WORK TO COMPLETE | For the material that follows, return exactly the lines from the one with "assert_eq!(group.info.transform, None);" through the one with "let instance = &line.markers[0];", both ends included.

── DATA FOR THE TASK

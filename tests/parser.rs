use diagsvg::{
    BaselineShift, Element, FontMetrics, Node, Options, Point, Position, Size, Transform,
    TransformOp, Tree,
};

fn parse(svg: &str) -> Tree {
    Tree::from_str(svg, &Options::default()).unwrap()
}

fn approx(a: Point, b: Point) -> bool {
    (a.x - b.x).abs() < 1e-9 && (a.y - b.y).abs() < 1e-9
}

fn find<'a>(tree: &'a Tree, id: &str) -> &'a Node {
    tree.root()
        .descendants()
        .find(|n| n.info.id.as_deref() == Some(id))
        .unwrap()
}

#[test]
fn size_detection() {
    let tree = parse("<svg viewBox='0 0 10 20' xmlns='http://www.w3.org/2000/svg'/>");
    assert_eq!(tree.size(), Some(Size::new(10.0, 20.0)));

    let tree = parse("<svg width='30' height='40' viewBox='0 0 10 20'/>");
    assert_eq!(tree.size(), Some(Size::new(30.0, 40.0)));
    assert_eq!(tree.view_box().map(|r| r.height), Some(20.0));

    let tree = parse("<svg width='30'/>");
    assert_eq!(tree.size(), None);
}

#[test]
fn path_data() {
    let tree = parse("<svg><path id='p' d='M 10 10 L 90 10 C 1 2, 3 4, 5 6 Q 1 1 2 2 A 4 4 0 1 0 8 8 Z'/></svg>");
    match find(&tree, "p").kind {
        Element::Path(ref path) => {
            assert_eq!(
                path.data.to_string(),
                "[M 10.0 10.0, L 90.0 10.0, C 1.0 2.0, 3.0 4.0, 5.0 6.0, \
                 Q 1.0 1.0, 2.0 2.0, A 4.0 4.0 0.0 1 0 8.0 8.0, Z]"
            );
        }
        _ => unreachable!(),
    }
}

#[test]
fn id_beats_class() {
    for css in [
        "#n { fill: red } .c { fill: blue }",
        ".c { fill: blue } #n { fill: red }",
    ] {
        let svg = format!("<svg><style>{}</style><rect id='n' class='c'/></svg>", css);
        let tree = parse(&svg);
        let rect = find(&tree, "n");
        assert_eq!(rect.info.style("fill", tree.styles()).as_deref(), Some("red"));
    }
}

#[test]
fn same_specificity_last_wins() {
    let tree = parse("<svg><style>.a { fill: red } .b { fill: blue }</style><rect id='r' class='a b'/></svg>");
    let rect = find(&tree, "r");
    assert_eq!(rect.info.style("fill", tree.styles()).as_deref(), Some("blue"));
}

#[test]
fn inline_style_beats_cascade() {
    let tree = parse(
        "<svg><style>rect { fill: red !important }</style>
              <rect id='a' style='fill: blue'/>
              <rect id='b' fill='green'/></svg>",
    );

    let styles = tree.styles();
    let a = find(&tree, "a");
    assert_eq!(a.info.style("fill", styles).as_deref(), Some("blue"));
    assert_eq!(a.info.property("fill", styles).as_deref(), Some("red"));

    let b = find(&tree, "b");
    assert_eq!(b.info.style("fill", styles).as_deref(), Some("red"));
    assert_eq!(b.info.property("fill", styles).as_deref(), Some("green"));
}

#[test]
fn inheritance() {
    let tree = parse(
        "<svg><style>#graph .node { stroke: red }</style>
              <g id='graph' font-size='12'>
                  <g class='node' style='fill: blue'><circle id='c'/></g>
              </g></svg>",
    );

    let styles = tree.styles();
    let circle = find(&tree, "c");
    assert_eq!(circle.info.style("stroke", styles).as_deref(), Some("red"));
    assert_eq!(circle.info.style("fill", styles).as_deref(), Some("blue"));
    assert_eq!(circle.info.property("font-size", styles).as_deref(), Some("12"));
}

#[test]
fn user_style_sheet() {
    let opt = Options {
        style_sheet: Some(".a { fill: green }".to_string()),
        ..Options::default()
    };

    let svg = "<svg><style>.a { fill: red }</style><rect id='r' class='a'/></svg>";
    let tree = Tree::from_str(svg, &opt).unwrap();
    let rect = find(&tree, "r");
    assert_eq!(rect.info.style("fill", tree.styles()).as_deref(), Some("green"));
}

#[test]
fn invalid_style_is_skipped() {
    let tree = parse("<svg><style>.a { fill: red }</style><style>{</style><rect id='r' class='a'/></svg>");
    let rect = find(&tree, "r");
    assert_eq!(rect.info.style("fill", tree.styles()).as_deref(), Some("red"));
}

#[test]
fn nested_transforms() {
    let tree = parse(
        "<svg><g transform='translate(10, 20)'>
              <rect id='r' width='10' height='10' transform='scale(2)'/>
              <circle id='c' cx='1' cy='1' r='5' transform='scale(2, 3)'/>
          </g></svg>",
    );

    let group = &tree.root().children()[0];
    assert_eq!(group.info.transform, None);

    match find(&tree, "r").kind {
        Element::Rect(ref r) => assert_eq!((r.x, r.y, r.width, r.height), (10.0, 20.0, 20.0, 20.0)),
        _ => unreachable!(),
    }

    match find(&tree, "c").kind {
        Element::Circle(ref c) => assert_eq!((c.cx, c.cy, c.r), (12.0, 23.0, 10.0)),
        _ => unreachable!(),
    }
}

#[test]
fn polygon_points() {
    let tree = parse("<svg><polygon id='p' points='0,0 10,0 10,10 5' transform='translate(1 1)'/></svg>");
    match find(&tree, "p").kind {
        Element::Polygon(ref p) => assert_eq!(
            p.points,
            vec![Point::new(1.0, 1.0), Point::new(11.0, 1.0), Point::new(11.0, 11.0)]
        ),
        _ => unreachable!(),
    }
}

#[test]
fn line_marker() {
    let tree = parse(
        "<svg><defs>
              <marker id='arrow' refX='5' refY='2'><path id='head' d='M 0 0 L 10 2' fill='black'/></marker>
          </defs>
          <line id='l' x1='0' y1='0' x2='10' y2='0' marker-end='url(#arrow)' stroke='red' fill='blue'/></svg>",
    );

    assert!(tree.marker("url(#arrow)").is_some());

    let head = find(&tree, "head");
    let line = match find(&tree, "l").kind {
        Element::Line(ref l) => l,
        _ => unreachable!(),
    };

    assert_eq!(line.markers.len(), 1);
    let instance = &line.markers[0];
    assert_ne!(instance.info.node_id(), head.info.node_id());
    assert_eq!(instance.info.property("stroke", tree.styles()).as_deref(), Some("red"));
    assert_eq!(instance.info.property("fill", tree.styles()).as_deref(), Some("black"));

    match instance.kind {
        Element::Path(ref path) => {
            let points: Vec<Point> = path
                .data
                .segments
                .iter()
                .filter_map(|s| s.end_anchor().map(|(p, _)| p))
                .collect();
            assert!(approx(points[0], Point::new(5.0, -2.0)));
            assert!(approx(points[1], Point::new(15.0, 0.0)));
        }
        _ => unreachable!(),
    }
}

#[test]
fn rotated_marker() {
    let tree = parse(
        "<svg><marker id='m'><path d='M 0 0 L 1 0'/></marker>
          <path id='p' d='M 0 0 L 0 10' marker-end='url(#m)' marker-start='url(#m)'/></svg>",
    );

    let path = match find(&tree, "p").kind {
        Element::Path(ref p) => p,
        _ => unreachable!(),
    };

    // End first, then start.
    assert_eq!(path.markers.len(), 2);
    let end = match path.markers[0].kind {
        Element::Path(ref p) => p.data.segments[1].end_anchor().map(|(p, _)| p),
        _ => unreachable!(),
    };
    assert!(approx(end.unwrap(), Point::new(0.0, 11.0)));

    let start = match path.markers[1].kind {
        Element::Path(ref p) => p.data.segments[1].end_anchor().map(|(p, _)| p),
        _ => unreachable!(),
    };
    assert!(approx(start.unwrap(), Point::new(0.0, 1.0)));
}

#[test]
fn missing_marker() {
    let tree = parse("<svg><line id='l' x2='10' marker-end='url(#none)'/></svg>");
    match find(&tree, "l").kind {
        Element::Line(ref l) => assert!(l.markers.is_empty()),
        _ => unreachable!(),
    }
}

#[test]
fn resolving_is_idempotent() {
    let tree = parse(
        "<svg><style>.edge { stroke: red }</style>
          <marker id='m' refX='1'><path d='M 0 0 L 2 1'/></marker>
          <g transform='translate(5 5) rotate(30)'>
              <rect width='4' height='2' transform='scale(2)'/>
              <ellipse rx='4' ry='2'/>
              <path class='edge' d='M 0 0 L 10 10' marker-end='url(#m)'/>
              <text x='1' transform='matrix(1 0 0 1 2 2)'>A</text>
              <foreignObject width='10' height='10'><div>B</div></foreignObject>
          </g></svg>",
    );

    assert_eq!(tree.resolved(&[]), tree);
}

#[test]
fn resolve_detached_node() {
    let mut tree = parse("<svg><rect id='r' x='1' y='1' width='2' height='2'/></svg>");
    let rect = find(&tree, "r").clone();
    let ts = Transform::from(TransformOp::Translate { tx: 10.0, ty: 0.0 });
    let node = tree.resolve_node(&rect, &[ts]);
    match node.kind {
        Element::Rect(ref r) => assert_eq!((r.x, r.y), (11.0, 1.0)),
        _ => unreachable!(),
    }
}

#[test]
fn text_runs() {
    let tree = parse(
        "<svg><text id='t' x='10' style='font-size: 10px'>
              <tspan x='10' dy='0.5em'>Hello</tspan>
              <tspan x='10' dy='1.5em'><tspan>big</tspan><tspan>world</tspan></tspan>
          </text></svg>",
    );

    let text = match find(&tree, "t").kind {
        Element::Text(ref t) => t,
        _ => unreachable!(),
    };

    let runs = text.runs(&tree);
    assert_eq!(runs.len(), 2);

    let info = &runs[0].info;
    let first = match runs[0].kind {
        Element::Text(ref t) => t.run(&tree, info),
        _ => unreachable!(),
    };
    assert_eq!(first.text, "Hello");
    assert_eq!(first.start, Point::new(10.0, 0.0));
    assert_eq!(first.font_size, Some(10.0));
    assert_eq!(info.baseline_shift, Some(BaselineShift { em: 0.5, px: 0.0 }));

    let info = &runs[1].info;
    let second = match runs[1].kind {
        Element::Text(ref t) => t.run(&tree, info),
        _ => unreachable!(),
    };
    assert_eq!(second.text, "big world");
    assert_eq!(info.baseline_shift.map(|s| s.resolve(10.0)), Some(20.0));
}

#[test]
fn text_layout() {
    let tree = parse(
        "<svg><text id='t' x='1em' y='2' text-anchor='middle' style='font-size: 10px'>Label</text></svg>",
    );

    let node = find(&tree, "t");
    let text = match node.kind {
        Element::Text(ref t) => t,
        _ => unreachable!(),
    };

    let run = text.run(&tree, &node.info);
    assert_eq!(run.text, "Label");
    assert_eq!(run.start, Point::new(10.0, 2.0));

    let metrics = FontMetrics::new(8.0, -2.0, 0.0);
    let placed = text.layout(&tree, Size::new(40.0, 10.0), &metrics, &run);
    match placed.kind {
        Element::Text(ref t) => assert!(approx(t.start, Point::new(-10.0, -6.0))),
        _ => unreachable!(),
    }

    let provider = |_: Option<&str>, _: f64| Some(metrics);
    assert_eq!(text.layout_with(&tree, Size::new(40.0, 10.0), &provider, &run), Some(placed));
}

#[test]
fn foreign_object_label() {
    let tree = parse(
        "<svg><foreignObject id='fo' x='10' y='20' width='100' height='30' transform='translate(5,5)'>
              <div xmlns='http://www.w3.org/1999/xhtml'>
                  <span style='color: red; background-color: white'><br>Label</span>
              </div>
          </foreignObject></svg>",
    );

    let node = find(&tree, "fo");
    let object = match node.kind {
        Element::ForeignObject(ref o) => o,
        _ => unreachable!(),
    };

    let run = object.text_run(&tree, &node.info).unwrap();
    assert_eq!(run.text, "Label");
    assert_eq!(run.start, Point::new(15.0, 25.0));
    assert_eq!(run.color.as_deref(), Some("red"));
    assert_eq!(run.fill.as_deref(), Some("white"));
    assert_eq!(run.info.rotation, Some(0.0));
}

#[test]
fn scaled_foreign_object_label() {
    let tree = parse(
        "<svg><g transform='scale(2)'>
              <foreignObject id='fo' x='10' y='20' width='100' height='30'><div>Label</div></foreignObject>
          </g></svg>",
    );

    let node = find(&tree, "fo");
    let run = match node.kind {
        Element::ForeignObject(ref o) => o.text_run(&tree, &node.info).unwrap(),
        _ => unreachable!(),
    };

    assert_eq!(run.start, Point::new(20.0, 40.0));
}

#[test]
fn linear_gradient() {
    let tree = parse(
        "<svg><defs><linearGradient id='g' x1='0%' x2='100%' y2='5'>
              <stop offset='0%' stop-color='#fff'/>
              <stop offset='100%' stop-color='#000'/>
          </linearGradient></defs></svg>",
    );

    let gradient = tree.gradient("url(#g)").unwrap().gradient().unwrap();
    assert_eq!(gradient.x1, Position::Percent(0.0));
    assert_eq!(gradient.x2, Position::Percent(1.0));
    assert_eq!(gradient.y1, Position::Absolute(0.0));
    assert_eq!(gradient.y2, Position::Absolute(5.0));
    assert_eq!(gradient.offsets, vec![0.0, 1.0]);
    assert_eq!(gradient.colors, vec!["#fff".to_string(), "#000".to_string()]);
}

#[test]
fn switch_prefers_text() {
    let tree = parse("<svg><switch id='s'><foreignObject/><text>Fallback</text></switch></svg>");
    match find(&tree, "s").kind {
        Element::Switch(ref s) => match s.determine().map(|n| &n.kind) {
            Some(Element::Text(t)) => assert_eq!(t.content, "Fallback"),
            _ => unreachable!(),
        },
        _ => unreachable!(),
    }
}

#[test]
fn stroke_accessors() {
    let tree = parse(
        "<svg><path id='a' stroke-dasharray='4 2' style='stroke-width: 2px'/>
              <path id='b' stroke-dasharray='0,0'/>
              <path id='c' stroke-dasharray='3,1'/></svg>",
    );

    let styles = tree.styles();
    let a = find(&tree, "a");
    assert_eq!(a.info.stroke_dash_array(styles), Some(vec![4.0, 2.0]));
    assert_eq!(a.info.stroke_width(styles), Some(2.0));
    assert_eq!(find(&tree, "b").info.stroke_dash_array(styles), None);
    assert_eq!(find(&tree, "c").info.stroke_dash_array(styles), Some(vec![3.0, 1.0]));
}

#[test]
fn line_breaks_are_sanitized() {
    let svg = "<svg><foreignObject><div>a<br>b</div></foreignObject></svg>";
    assert!(Tree::from_str(svg, &Options::default()).is_ok());

    let opt = Options {
        sanitize_line_breaks: false,
        ..Options::default()
    };
    assert!(matches!(
        Tree::from_str(svg, &opt),
        Err(diagsvg::Error::ParsingFailed(_))
    ));
}

#[test]
fn malformed_xml() {
    let result = Tree::from_str("<svg><g></svg>", &Options::default());
    assert!(matches!(result, Err(diagsvg::Error::ParsingFailed(_))));
}

#[test]
fn not_utf8() {
    let result = Tree::from_data(&[0x3c, 0xff, 0xfe], &Options::default());
    assert!(matches!(result, Err(diagsvg::Error::NotAnUtf8Str)));
}

#[test]
fn invalid_root() {
    let result = Tree::from_str("<g/>", &Options::default());
    assert!(matches!(result, Err(diagsvg::Error::InvalidRoot)));
}

#[test]
fn nodes_limit() {
    let opt = Options {
        nodes_limit: 3,
        ..Options::default()
    };

    let result = Tree::from_str("<svg><g/><g/><g/></svg>", &opt);
    assert!(matches!(result, Err(diagsvg::Error::ElementsLimitReached)));
}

────

TASK ANSWER |
    assert_eq!(group.info.transform, None);

    match find(&tree, "r").kind {
        Element::Rect(ref r) => assert_eq!((r.x, r.y, r.width, r.height), (10.0, 20.0, 20.0, 20.0)),
        _ => unreachable!(),
    }

    match find(&tree, "c").kind {
        Element::Circle(ref c) => assert_eq!((c.cx, c.cy, c.r), (12.0, 23.0, 10.0)),
        _ => unreachable!(),
    }
}

#[test]
fn polygon_points() {
    let tree = parse("<svg><polygon id='p' points='0,0 10,0 10,10 5' transform='translate(1 1)'/></svg>");
    match find(&tree, "p").kind {
        Element::Polygon(ref p) => assert_eq!(
            p.points,
            vec![Point::new(1.0, 1.0), Point::new(11.0, 1.0), Point::new(11.0, 11.0)]
        ),
        _ => unreachable!(),
    }
}

#[test]
fn line_marker() {
    let tree = parse(
        "<svg><defs>
              <marker id='arrow' refX='5' refY='2'><path id='head' d='M 0 0 L 10 2' fill='black'/></marker>
          </defs>
          <line id='l' x1='0' y1='0' x2='10' y2='0' marker-end='url(#arrow)' stroke='red' fill='blue'/></svg>",
    );

    assert!(tree.marker("url(#arrow)").is_some());

    let head = find(&tree, "head");
    let line = match find(&tree, "l").kind {
        Element::Line(ref l) => l,
        _ => unreachable!(),
    };

    assert_eq!(line.markers.len(), 1);
    let instance = &line.markers[0];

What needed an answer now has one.